What the exercise asks
From the line containing "list means the" down to the line containing "let mut issues = self.validate_coding(&config.coding);" in the records below, reproduce every line exactly, ends included, and omit all others.

★ ★ ★

//! Built-in example scenarios executed before every run.
//!
//! Each scenario works in its own scratch directory, so the self-test never
//! touches the tree being fixed. Failures are reported, never fatal.

use anyhow::{Context, Result, ensure};
use std::fs;
use std::path::Path;
use tempfile::TempDir;

use crate::builders::checker;
use crate::builders::collector::collect_source_files;
use crate::builders::patcher::{FilePatcher, PatchAction, PatchMode};
use crate::builders::storage::SiblingFileBackup;
use crate::core::config::FixerConfig;

type Scenario = fn(&Path, &FixerConfig) -> Result<()>;

const SCENARIOS: &[(&str, Scenario)] = &[
    ("collector lists source files", collector_lists_sources),
    ("collector skips excluded directories", collector_skips_excluded),
    ("checker rejects plain text", checker_rejects_plain_text),
    ("checker accepts declaration on line 1", checker_accepts_first_line),
    ("checker accepts declaration after directive", checker_accepts_second_line),
    ("checker ignores line 3", checker_ignores_third_line),
    ("patcher inserts declaration", patcher_inserts_declaration),
    ("patcher keeps interpreter directive", patcher_keeps_directive),
    ("patcher is idempotent", patcher_is_idempotent),
    ("patcher recovers from backup", patcher_recovers),
];

#[derive(Debug, Default)]
pub struct SelfTestReport {
    pub passed: Vec<&'static str>,
    pub failed: Vec<(&'static str, String)>,
}

impl SelfTestReport {
    pub fn is_success(&self) -> bool {
        self.failed.is_empty()
    }

    pub fn total(&self) -> usize {
        self.passed.len() + self.failed.len()
    }
}

/// Runs every scenario against `config` and collects the outcomes.
pub fn run_self_test(config: &FixerConfig) -> SelfTestReport {
    let mut report = SelfTestReport::default();

    for &(name, scenario) in SCENARIOS {
        let outcome = TempDir::new()
            .context("Failed to create scratch directory")
            .and_then(|scratch| scenario(scratch.path(), config));
        match outcome {
            Ok(()) => report.passed.push(name),
            Err(e) => {
                tracing::warn!(scenario = name, error = %format!("{e:#}"), "self-test failed");
                report.failed.push((name, format!("{e:#}")));
            }
        }
    }

    report
}

fn patcher(config: &FixerConfig) -> FilePatcher {
    FilePatcher::new(
        config,
        Box::new(SiblingFileBackup::from_config(config)),
        PatchMode::Apply,
    )
}

fn source_name(config: &FixerConfig) -> String {
    format!("test.{}", config.extension)
}

fn collector_lists_sources(dir: &Path, config: &FixerConfig) -> Result<()> {
    let path = dir.join(source_name(config));
    fs::write(&path, "loren ipsum line\nloren ipsum line\n")?;
    let files = collect_source_files(dir, config)?;
    ensure!(files == vec![path], "unexpected files: {files:?}");
    Ok(())
}

fn collector_skips_excluded(dir: &Path, config: &FixerConfig) -> Result<()> {
    let excluded = dir.join(&config.excluded_dir);
    fs::create_dir(&excluded)?;
    fs::write(excluded.join(source_name(config)), "x = 1\n")?;
    let files = collect_source_files(dir, config)?;
    ensure!(files.is_empty(), "excluded files were collected: {files:?}");
    Ok(())
}

fn checker_rejects_plain_text(dir: &Path, config: &FixerConfig) -> Result<()> {
    let path = dir.join(source_name(config));
    fs::write(&path, "loren ipsum line 1\nloren ipsum line 2\n")?;
    ensure!(!checker::is_compliant(&path)?, "plain text reported compliant");
    Ok(())
}

fn checker_accepts_first_line(dir: &Path, config: &FixerConfig) -> Result<()> {
    let path = dir.join(source_name(config));
    fs::write(&path, "# -*- coding: utf-8 -*-\ncontinua na segunda linha\n")?;
    ensure!(checker::is_compliant(&path)?, "line 1 declaration not detected");
    Ok(())
}

fn checker_accepts_second_line(dir: &Path, config: &FixerConfig) -> Result<()> {
    let path = dir.join(source_name(config));
    fs::write(&path, "#!/usr/bin/env python\n# -*- coding: UTF-8 -*-\n")?;
    ensure!(checker::is_compliant(&path)?, "line 2 declaration not detected");
    Ok(())
}

fn checker_ignores_third_line(dir: &Path, config: &FixerConfig) -> Result<()> {
    let path = dir.join(source_name(config));
    fs::write(&path, "one\ntwo\n# -*- coding: utf-8 -*-\n")?;
    ensure!(!checker::is_compliant(&path)?, "line 3 declaration was accepted");
    Ok(())
}

fn patcher_inserts_declaration(dir: &Path, config: &FixerConfig) -> Result<()> {
    let path = dir.join(source_name(config));
    fs::write(&path, "loren ipsum line\nloren ipsum line\n")?;
    let report = patcher(config).patch(&path)?;
    ensure!(report.action == PatchAction::Patched, "file was not patched");

    let expected = format!("{}loren ipsum line\nloren ipsum line\n", config.declaration_line());
    let actual = fs::read_to_string(&path)?;
    ensure!(actual == expected, "unexpected content: {actual:?}");
    ensure!(checker::is_compliant(&path)?, "patched file is not compliant");
    Ok(())
}

fn patcher_keeps_directive(dir: &Path, config: &FixerConfig) -> Result<()> {
    let path = dir.join(source_name(config));
    fs::write(&path, "#!/usr/bin/env python\nprint('ok')\n")?;
    patcher(config).patch(&path)?;

    let expected = format!(
        "#!/usr/bin/env python\n{}print('ok')\n",
        config.declaration_line()
    );
    let actual = fs::read_to_string(&path)?;
    ensure!(actual == expected, "unexpected content: {actual:?}");
    Ok(())
}

fn patcher_is_idempotent(dir: &Path, config: &FixerConfig) -> Result<()> {
    let path = dir.join(source_name(config));
    fs::write(&path, "x = 1\n")?;
    let mut patcher = patcher(config);
    patcher.patch(&path)?;
    let once = fs::read(&path)?;
    let report = patcher.patch(&path)?;
    ensure!(
        report.action == PatchAction::AlreadyCompliant,
        "second pass patched again"
    );
    ensure!(fs::read(&path)? == once, "second pass changed the file");
    Ok(())
}

fn patcher_recovers(dir: &Path, config: &FixerConfig) -> Result<()> {
    let path = dir.join(source_name(config));
    let store = SiblingFileBackup::from_config(config);
    fs::write(&path, "half-written")?;
    fs::write(store.backup_path(&path), "original\n")?;

    let report = patcher(config).patch(&path)?;
    ensure!(report.recovered_from_backup, "backup was not used");

    let expected = format!("{}original\n", config.declaration_line());
    let actual = fs::read_to_string(&path)?;
    ensure!(actual == expected, "unexpected content: {actual:?}");
    ensure!(!store.backup_path(&path).exists(), "backup was left behind");
    Ok(())
}
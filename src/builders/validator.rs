use crate::builders::checker;
use crate::core::config::FixerConfig;

/// The `ConfigValidator` trait defines the interface for validating a
/// `FixerConfig` before any file is touched.
pub trait ConfigValidator {
    /// Performs a full validation of the configuration.
    ///
    /// # Arguments
    /// * `config`: The merged configuration (file plus CLI overrides).
    ///
    /// # Returns
    /// A `Vec<String>` of human-readable issues. An empty list means the
    /// configuration is usable.
    fn validate_config(&self, config: &FixerConfig) -> Vec<String>;

    /// Validates only the encoding name that ends up in declarations.
    ///
    /// # Arguments
    /// * `coding`: The encoding name, e.g. `"UTF-8"`.
    ///
    /// # Returns
    /// A `Vec<String>` of issues with the name or the declaration line it
    /// produces.
    fn validate_coding(&self, coding: &str) -> Vec<String>;
}

/// The `StandardValidator` is the validator used by `ConfigManager`.
///
/// Beyond basic well-formedness it guarantees that the declaration line a
/// configuration produces is itself recognized by the checker. Without that,
/// every pass would insert another declaration into the same file.
pub struct StandardValidator;

impl StandardValidator {
    /// Creates a new instance of `StandardValidator`.
    pub fn new() -> Self {
        Self
    }

    fn check_name_component(&self, field: &str, value: &str) -> Vec<String> {
        let mut issues = Vec::new();
        if value.is_empty() {
            issues.push(format!("{field} must not be empty"));
        }
        if value.contains(['/', '\\']) {
            issues.push(format!("{field} must not contain path separators: {value:?}"));
        }
        issues
    }
}

impl Default for StandardValidator {
    fn default() -> Self {
        Self::new()
    }
}

impl ConfigValidator for StandardValidator {
    fn validate_config(&self, config: &FixerConfig) -> Vec<String> {
        let mut issues = self.validate_coding(&config.coding);

        issues.extend(self.check_name_component("extension", &config.extension));
        if config.extension.starts_with('.') {
            issues.push(format!(
                "extension is given without the leading dot: {:?}",
                config.extension
            ));
        }

        issues.extend(self.check_name_component("excluded_dir", &config.excluded_dir));
        issues.extend(self.check_name_component("backup_suffix", &config.backup_suffix));

        issues
    }

    fn validate_coding(&self, coding: &str) -> Vec<String> {
        let mut issues = Vec::new();

        if coding.is_empty() {
            issues.push("coding must not be empty".to_string());
            return issues;
        }
        if coding.chars().any(char::is_whitespace) {
            issues.push(format!("coding must not contain whitespace: {coding:?}"));
        }
        if coding.contains("-*-") {
            issues.push(format!("coding must not contain the '-*-' marker: {coding:?}"));
        }

        let declaration = format!("# -*- coding: {coding} -*-");
        if !checker::is_declaration(declaration.as_bytes()) {
            issues.push(format!(
                "coding {coding:?} would produce a declaration that is not recognized \
                 (expected a name like 'utf-8' or 'latin-1')"
            ));
        }

        issues
    }
}
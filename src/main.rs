//! Python 2 sources without a PEP-0263 declaration fail to import as soon as
//! they contain a single non-ASCII byte. This tool walks a project tree and
//! adds `# -*- coding: UTF-8 -*-` to every source that lacks one, keeping a
//! `#!` interpreter line first. Each rewrite goes through a `.checker`
//! backup, so an interrupted run is repaired by the next one.
use anyhow::Result;
use clap::{ArgAction, Parser};
use pep263_fixer::builders::patcher::PatchMode;
use pep263_fixer::builders::reporter::ReportFormat;
use pep263_fixer::core::config::{ConfigManager, ConfigOverrides};
use pep263_fixer::utils;
use std::path::PathBuf;
use std::process::ExitCode;

#[derive(Parser)]
#[command(name = "pep263-fixer", version)]
#[command(about = "Ensure Python sources declare their encoding (PEP-0263)")]
struct Cli {
    /// Absolute path of the directory tree to fix
    dir: Option<PathBuf>,

    /// Encoding name written into inserted declarations
    #[arg(long, value_name = "NAME")]
    coding: Option<String>,

    /// TOML configuration file
    #[arg(long, value_name = "FILE")]
    config: Option<PathBuf>,

    /// Only report files missing a declaration; exit 1 if any are found
    #[arg(long)]
    check: bool,

    /// Abort the pass on the first file that cannot be processed
    #[arg(long)]
    fail_fast: bool,

    /// Print a run summary in the given format
    #[arg(long, value_enum, value_name = "FORMAT")]
    report: Option<ReportFormat>,

    /// Do not run the built-in self-test before the pass
    #[arg(long)]
    skip_self_test: bool,

    /// Increase log verbosity (-v, -vv)
    #[arg(short = 'v', action = ArgAction::Count)]
    verbose: u8,

    /// Decrease log verbosity
    #[arg(short = 'q', action = ArgAction::Count)]
    quiet: u8,
}

fn main() -> Result<ExitCode> {
    let cli = Cli::parse();
    utils::init_tracing(cli.verbose, cli.quiet);

    let overrides = ConfigOverrides {
        coding: cli.coding,
        fail_fast: cli.fail_fast,
    };
    let config = ConfigManager::new(cli.config, overrides).resolve()?;

    if !cli.skip_self_test {
        utils::self_test(&config);
    }

    let Some(dir) = cli.dir else {
        utils::warn_missing_directory();
        return Ok(ExitCode::SUCCESS);
    };

    let mode = if cli.check {
        PatchMode::CheckOnly
    } else {
        PatchMode::Apply
    };
    let summary = utils::fix_directory(&dir, config, mode, cli.report)?;

    if summary.is_success() {
        Ok(ExitCode::SUCCESS)
    } else {
        Ok(ExitCode::FAILURE)
    }
}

★ ★ ★

Task solution
    /// A `Vec<String>` of human-readable issues. An empty list means the
    /// configuration is usable.
    fn validate_config(&self, config: &FixerConfig) -> Vec<String>;

    /// Validates only the encoding name that ends up in declarations.
    ///
    /// # Arguments
    /// * `coding`: The encoding name, e.g. `"UTF-8"`.
    ///
    /// # Returns
    /// A `Vec<String>` of issues with the name or the declaration line it
    /// produces.
    fn validate_coding(&self, coding: &str) -> Vec<String>;
}

/// The `StandardValidator` is the validator used by `ConfigManager`.
///
/// Beyond basic well-formedness it guarantees that the declaration line a
/// configuration produces is itself recognized by the checker. Without that,
/// every pass would insert another declaration into the same file.
pub struct StandardValidator;

impl StandardValidator {
    /// Creates a new instance of `StandardValidator`.
    pub fn new() -> Self {
        Self
    }

    fn check_name_component(&self, field: &str, value: &str) -> Vec<String> {
        let mut issues = Vec::new();
        if value.is_empty() {
            issues.push(format!("{field} must not be empty"));
        }
        if value.contains(['/', '\\']) {
            issues.push(format!("{field} must not contain path separators: {value:?}"));
        }
        issues
    }
}

impl Default for StandardValidator {
    fn default() -> Self {
        Self::new()
    }
}

impl ConfigValidator for StandardValidator {
    fn validate_config(&self, config: &FixerConfig) -> Vec<String> {
        let mut issues = self.validate_coding(&config.coding);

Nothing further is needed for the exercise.